● **WHAT IS REQUIRED**: As the lines appear below, please set them down exactly, starting at the first and finishing with the one containing "use crate::domain::models::View;".

---+---

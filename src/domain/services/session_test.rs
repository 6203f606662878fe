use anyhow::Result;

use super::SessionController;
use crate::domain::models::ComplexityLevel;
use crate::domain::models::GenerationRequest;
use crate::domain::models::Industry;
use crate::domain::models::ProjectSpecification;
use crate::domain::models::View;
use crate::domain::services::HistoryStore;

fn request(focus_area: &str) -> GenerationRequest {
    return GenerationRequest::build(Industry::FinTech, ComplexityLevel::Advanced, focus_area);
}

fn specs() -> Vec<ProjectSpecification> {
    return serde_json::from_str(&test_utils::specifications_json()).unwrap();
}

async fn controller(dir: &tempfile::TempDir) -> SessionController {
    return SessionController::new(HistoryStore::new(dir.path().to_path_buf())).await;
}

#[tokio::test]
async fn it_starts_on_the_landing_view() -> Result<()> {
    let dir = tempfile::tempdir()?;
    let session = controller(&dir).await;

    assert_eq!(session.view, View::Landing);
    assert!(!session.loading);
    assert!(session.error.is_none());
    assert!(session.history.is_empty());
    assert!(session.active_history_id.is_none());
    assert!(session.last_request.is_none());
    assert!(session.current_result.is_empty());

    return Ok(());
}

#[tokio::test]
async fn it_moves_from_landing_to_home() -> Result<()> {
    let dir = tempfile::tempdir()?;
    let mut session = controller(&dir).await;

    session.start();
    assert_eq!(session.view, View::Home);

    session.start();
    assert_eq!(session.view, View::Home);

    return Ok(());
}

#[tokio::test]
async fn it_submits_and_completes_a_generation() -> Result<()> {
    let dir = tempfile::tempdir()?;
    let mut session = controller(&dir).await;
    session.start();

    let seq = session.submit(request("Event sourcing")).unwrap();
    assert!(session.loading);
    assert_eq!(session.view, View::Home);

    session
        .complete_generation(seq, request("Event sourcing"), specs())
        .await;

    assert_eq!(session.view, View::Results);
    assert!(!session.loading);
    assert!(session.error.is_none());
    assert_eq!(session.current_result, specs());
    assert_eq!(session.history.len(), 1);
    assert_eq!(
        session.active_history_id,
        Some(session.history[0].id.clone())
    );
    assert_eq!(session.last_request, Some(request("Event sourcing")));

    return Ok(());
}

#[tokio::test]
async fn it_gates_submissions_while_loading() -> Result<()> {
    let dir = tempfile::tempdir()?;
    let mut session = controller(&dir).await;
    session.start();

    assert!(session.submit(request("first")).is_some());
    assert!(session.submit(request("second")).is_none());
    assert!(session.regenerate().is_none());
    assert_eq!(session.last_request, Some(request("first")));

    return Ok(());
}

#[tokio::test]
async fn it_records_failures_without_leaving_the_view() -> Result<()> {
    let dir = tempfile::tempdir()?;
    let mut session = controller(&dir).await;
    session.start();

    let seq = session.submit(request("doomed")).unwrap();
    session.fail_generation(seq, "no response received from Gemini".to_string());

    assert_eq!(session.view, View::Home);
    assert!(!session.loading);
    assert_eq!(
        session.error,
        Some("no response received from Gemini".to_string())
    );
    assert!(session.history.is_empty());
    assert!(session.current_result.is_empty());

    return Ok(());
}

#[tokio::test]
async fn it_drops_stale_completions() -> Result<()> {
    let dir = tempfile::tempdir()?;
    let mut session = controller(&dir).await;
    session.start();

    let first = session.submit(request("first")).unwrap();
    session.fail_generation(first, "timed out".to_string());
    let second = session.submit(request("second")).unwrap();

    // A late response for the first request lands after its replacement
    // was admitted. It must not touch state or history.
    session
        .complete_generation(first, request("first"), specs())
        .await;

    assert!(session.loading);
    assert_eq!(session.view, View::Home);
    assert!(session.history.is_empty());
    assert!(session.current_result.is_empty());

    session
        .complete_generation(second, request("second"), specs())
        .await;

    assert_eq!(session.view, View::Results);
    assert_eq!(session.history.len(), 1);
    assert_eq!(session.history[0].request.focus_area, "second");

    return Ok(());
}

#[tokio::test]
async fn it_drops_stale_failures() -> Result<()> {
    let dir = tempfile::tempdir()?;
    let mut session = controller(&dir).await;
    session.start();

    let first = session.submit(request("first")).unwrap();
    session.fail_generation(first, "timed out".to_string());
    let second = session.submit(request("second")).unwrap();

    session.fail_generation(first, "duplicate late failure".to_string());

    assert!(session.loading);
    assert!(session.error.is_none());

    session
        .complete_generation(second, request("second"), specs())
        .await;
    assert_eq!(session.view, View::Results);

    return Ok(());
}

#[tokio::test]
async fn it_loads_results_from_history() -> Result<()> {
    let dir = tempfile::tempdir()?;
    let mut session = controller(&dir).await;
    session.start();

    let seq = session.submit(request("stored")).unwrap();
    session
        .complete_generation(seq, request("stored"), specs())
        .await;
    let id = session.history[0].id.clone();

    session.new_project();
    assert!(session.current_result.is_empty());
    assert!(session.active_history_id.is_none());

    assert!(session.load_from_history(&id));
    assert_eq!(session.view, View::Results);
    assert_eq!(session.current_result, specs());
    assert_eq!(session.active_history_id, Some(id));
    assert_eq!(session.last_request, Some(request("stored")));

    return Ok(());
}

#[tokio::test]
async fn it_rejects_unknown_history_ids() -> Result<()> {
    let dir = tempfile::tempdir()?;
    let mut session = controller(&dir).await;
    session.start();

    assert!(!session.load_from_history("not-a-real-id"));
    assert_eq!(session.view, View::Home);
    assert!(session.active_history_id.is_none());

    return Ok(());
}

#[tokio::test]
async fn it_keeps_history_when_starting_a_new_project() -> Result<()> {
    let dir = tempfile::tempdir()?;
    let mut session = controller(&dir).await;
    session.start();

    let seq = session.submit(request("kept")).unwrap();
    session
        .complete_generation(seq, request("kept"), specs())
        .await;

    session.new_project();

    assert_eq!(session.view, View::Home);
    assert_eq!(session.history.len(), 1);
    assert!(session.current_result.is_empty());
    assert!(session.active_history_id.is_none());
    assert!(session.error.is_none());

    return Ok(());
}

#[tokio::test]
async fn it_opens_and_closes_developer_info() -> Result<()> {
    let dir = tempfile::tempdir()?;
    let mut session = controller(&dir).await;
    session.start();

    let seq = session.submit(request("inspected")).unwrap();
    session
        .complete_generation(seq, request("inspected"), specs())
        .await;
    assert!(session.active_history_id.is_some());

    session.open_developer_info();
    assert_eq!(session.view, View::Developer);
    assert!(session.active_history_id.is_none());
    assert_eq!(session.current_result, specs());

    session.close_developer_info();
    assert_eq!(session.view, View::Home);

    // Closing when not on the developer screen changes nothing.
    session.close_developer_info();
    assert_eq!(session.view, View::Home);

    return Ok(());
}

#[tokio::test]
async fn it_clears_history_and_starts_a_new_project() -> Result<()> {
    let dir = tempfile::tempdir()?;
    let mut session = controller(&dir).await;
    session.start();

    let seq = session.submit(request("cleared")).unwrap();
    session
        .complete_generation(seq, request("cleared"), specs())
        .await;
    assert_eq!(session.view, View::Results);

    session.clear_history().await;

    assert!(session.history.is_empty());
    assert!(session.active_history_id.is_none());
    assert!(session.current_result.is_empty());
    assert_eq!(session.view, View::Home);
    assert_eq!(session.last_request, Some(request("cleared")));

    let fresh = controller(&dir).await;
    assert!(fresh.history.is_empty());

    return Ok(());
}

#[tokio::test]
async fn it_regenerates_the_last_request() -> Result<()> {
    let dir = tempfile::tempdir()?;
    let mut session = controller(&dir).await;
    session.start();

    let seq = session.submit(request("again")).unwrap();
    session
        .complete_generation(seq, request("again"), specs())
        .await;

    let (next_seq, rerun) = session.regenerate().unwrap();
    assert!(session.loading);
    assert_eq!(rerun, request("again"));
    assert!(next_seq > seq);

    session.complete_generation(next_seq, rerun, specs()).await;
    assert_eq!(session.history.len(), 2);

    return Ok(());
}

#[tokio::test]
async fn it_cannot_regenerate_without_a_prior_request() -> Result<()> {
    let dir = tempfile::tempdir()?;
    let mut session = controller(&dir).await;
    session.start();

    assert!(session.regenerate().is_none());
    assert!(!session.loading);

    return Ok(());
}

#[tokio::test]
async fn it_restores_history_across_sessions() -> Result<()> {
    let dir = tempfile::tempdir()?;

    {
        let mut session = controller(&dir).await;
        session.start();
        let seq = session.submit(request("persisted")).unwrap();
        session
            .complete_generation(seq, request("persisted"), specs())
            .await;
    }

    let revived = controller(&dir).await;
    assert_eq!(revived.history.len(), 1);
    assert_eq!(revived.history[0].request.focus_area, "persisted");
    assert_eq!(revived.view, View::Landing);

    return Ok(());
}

---+---

● **EXERCISE RESULT**:
filename src/domain/services/session_test.rs
repository 6203f606662878fe
use anyhow::Result;

use super::SessionController;
use crate::domain::models::ComplexityLevel;
use crate::domain::models::GenerationRequest;
use crate::domain::models::Industry;
use crate::domain::models::ProjectSpecification;
use crate::domain::models::View;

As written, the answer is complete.